BEGIN Material for this exercise

//! Actuation interface and screen geometry.
//!
//! Each placement operation is replayed as one pointer drag from the centre
//! of the item's current footprint to the centre of its destination. The
//! driver that performs the drag lives outside this crate; it only has to
//! implement [`Actuator`].

use crate::container::ContainerKind;
use crate::error::ActuatorError;
use crate::item::{Footprint, Position};
use serde::{Deserialize, Serialize};
use std::fmt;
use std::time::Duration;
use tracing::info;

/// A cell in a specific container.
#[derive(Debug, Clone, Copy, PartialEq, Eq, Hash, Serialize, Deserialize)]
pub struct Location {
    pub container: ContainerKind,
    pub pos: Position,
}

impl Location {
    pub fn new(container: ContainerKind, pos: Position) -> Self {
        Self { container, pos }
    }
}

impl fmt::Display for Location {
    fn fmt(&self, f: &mut fmt::Formatter<'_>) -> fmt::Result {
        write!(f, "{}{}", self.container.name(), self.pos)
    }
}

/// Performs physical pick-and-place moves.
///
/// `move_item` blocks until the move has settled. It is called once per
/// placement, in order.
pub trait Actuator: Send {
    /// Checks that the game window is present and focused.
    fn ensure_target(&mut self) -> Result<(), ActuatorError> {
        Ok(())
    }

    fn move_item(
        &mut self,
        from: Location,
        to: Location,
        footprint: Footprint,
    ) -> Result<(), ActuatorError>;
}

/// A point on screen, in pixels.
#[derive(Debug, Clone, Copy, PartialEq, Serialize, Deserialize)]
pub struct ScreenPoint {
    pub x: f64,
    pub y: f64,
}

impl ScreenPoint {
    pub const fn new(x: f64, y: f64) -> Self {
        Self { x, y }
    }
}

impl fmt::Display for ScreenPoint {
    fn fmt(&self, f: &mut fmt::Formatter<'_>) -> fmt::Result {
        write!(f, "({:.0},{:.0})", self.x, self.y)
    }
}

/// On-screen placement of the container grids.
#[derive(Debug, Clone, PartialEq, Serialize, Deserialize)]
#[serde(default)]
pub struct ScreenLayout {
    /// Top-left pixel of cell (0,0) of any stash-like container.
    pub stash_origin: ScreenPoint,
    /// Top-left pixel of cell (0,0) of the bag.
    pub bag_origin: ScreenPoint,
    /// Pixels between adjacent cells.
    pub cell_pitch: f64,
    /// Time to let each drag phase settle.
    #[serde(with = "millis")]
    pub settle: Duration,
}

impl Default for ScreenLayout {
    /// Geometry for a 1920x1080 client.
    fn default() -> Self {
        Self {
            stash_origin: ScreenPoint::new(1378.0, 199.0),
            bag_origin: ScreenPoint::new(690.0, 626.0),
            cell_pitch: 40.0,
            settle: Duration::from_millis(200),
        }
    }
}

impl ScreenLayout {
    pub fn origin(&self, container: ContainerKind) -> Option<ScreenPoint> {
        if container.is_stash() {
            Some(self.stash_origin)
        } else if container == ContainerKind::Bag {
            Some(self.bag_origin)
        } else {
            None
        }
    }

    /// Pixel centre of a footprint anchored at `loc`.
    pub fn center(&self, loc: Location, footprint: Footprint) -> Result<ScreenPoint, ActuatorError> {
        let origin = self
            .origin(loc.container)
            .ok_or(ActuatorError::NoScreenPosition(loc.container))?;
        Ok(ScreenPoint::new(
            origin.x + self.cell_pitch * (loc.pos.x as f64 + footprint.width as f64 / 2.0),
            origin.y + self.cell_pitch * (loc.pos.y as f64 + footprint.height as f64 / 2.0),
        ))
    }
}

mod millis {
    use serde::{Deserialize, Deserializer, Serializer};
    use std::time::Duration;

    pub fn serialize<S: Serializer>(d: &Duration, s: S) -> Result<S::Ok, S::Error> {
        s.serialize_u64(d.as_millis() as u64)
    }

    pub fn deserialize<'de, D: Deserializer<'de>>(d: D) -> Result<Duration, D::Error> {
        Ok(Duration::from_millis(u64::deserialize(d)?))
    }
}

/// One drag as the dry-run actuator saw it.
#[derive(Debug, Clone, PartialEq)]
pub struct RecordedDrag {
    pub from: Location,
    pub to: Location,
    pub footprint: Footprint,
    pub start: ScreenPoint,
    pub end: ScreenPoint,
}

/// Logs and records drags without touching the pointer.
#[derive(Debug, Default)]
pub struct DryRunActuator {
    layout: ScreenLayout,
    drags: Vec<RecordedDrag>,
}

impl DryRunActuator {
    pub fn new(layout: ScreenLayout) -> Self {
        Self {
            layout,
            drags: Vec::new(),
        }
    }

    pub fn drags(&self) -> &[RecordedDrag] {
        &self.drags
    }

    pub fn into_drags(self) -> Vec<RecordedDrag> {
        self.drags
    }
}

impl Actuator for DryRunActuator {
    fn move_item(
        &mut self,
        from: Location,
        to: Location,
        footprint: Footprint,
    ) -> Result<(), ActuatorError> {
        let start = self.layout.center(from, footprint)?;
        let end = self.layout.center(to, footprint)?;
        info!("drag {} {} -> {} {} [{}]", from, start, to, end, footprint);
        self.drags.push(RecordedDrag {
            from,
            to,
            footprint,
            start,
            end,
        });
        Ok(())
    }
}

#[cfg(test)]
mod tests {
    use super::*;

    #[test]
    fn test_center_of_footprint() {
        let layout = ScreenLayout::default();
        let p = layout
            .center(
                Location::new(ContainerKind::Storage, Position::new(0, 0)),
                Footprint::new(2, 2),
            )
            .unwrap();
        assert_eq!(p, ScreenPoint::new(1418.0, 239.0));

        let p = layout
            .center(
                Location::new(ContainerKind::Bag, Position::new(3, 1)),
                Footprint::UNIT,
            )
            .unwrap();
        assert_eq!(p, ScreenPoint::new(690.0 + 140.0, 626.0 + 60.0));
    }

    #[test]
    fn test_no_screen_position_for_equipment() {
        let layout = ScreenLayout::default();
        let err = layout
            .center(
                Location::new(ContainerKind::Equipment, Position::new(0, 0)),
                Footprint::UNIT,
            )
            .unwrap_err();
        assert_eq!(err, ActuatorError::NoScreenPosition(ContainerKind::Equipment));
    }

    #[test]
    fn test_dry_run_records() {
        let mut actuator = DryRunActuator::default();
        actuator.ensure_target().unwrap();
        actuator
            .move_item(
                Location::new(ContainerKind::Storage, Position::new(11, 19)),
                Location::new(ContainerKind::Bag, Position::new(0, 0)),
                Footprint::UNIT,
            )
            .unwrap();
        assert_eq!(actuator.drags().len(), 1);
        assert_eq!(actuator.drags()[0].end, ScreenPoint::new(710.0, 646.0));
    }

    #[test]
    fn test_layout_serde_millis() {
        let layout: ScreenLayout = serde_json::from_str(r#"{"settle": 350}"#).unwrap();
        assert_eq!(layout.settle, Duration::from_millis(350));
        assert_eq!(layout.cell_pitch, 40.0);
    }
}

END Material for this exercise

■ About this task
Copy all lines above where "struct" is present.

■ Task result
pub struct Location {
pub struct ScreenPoint {
pub struct ScreenLayout {
pub struct RecordedDrag {
pub struct DryRunActuator {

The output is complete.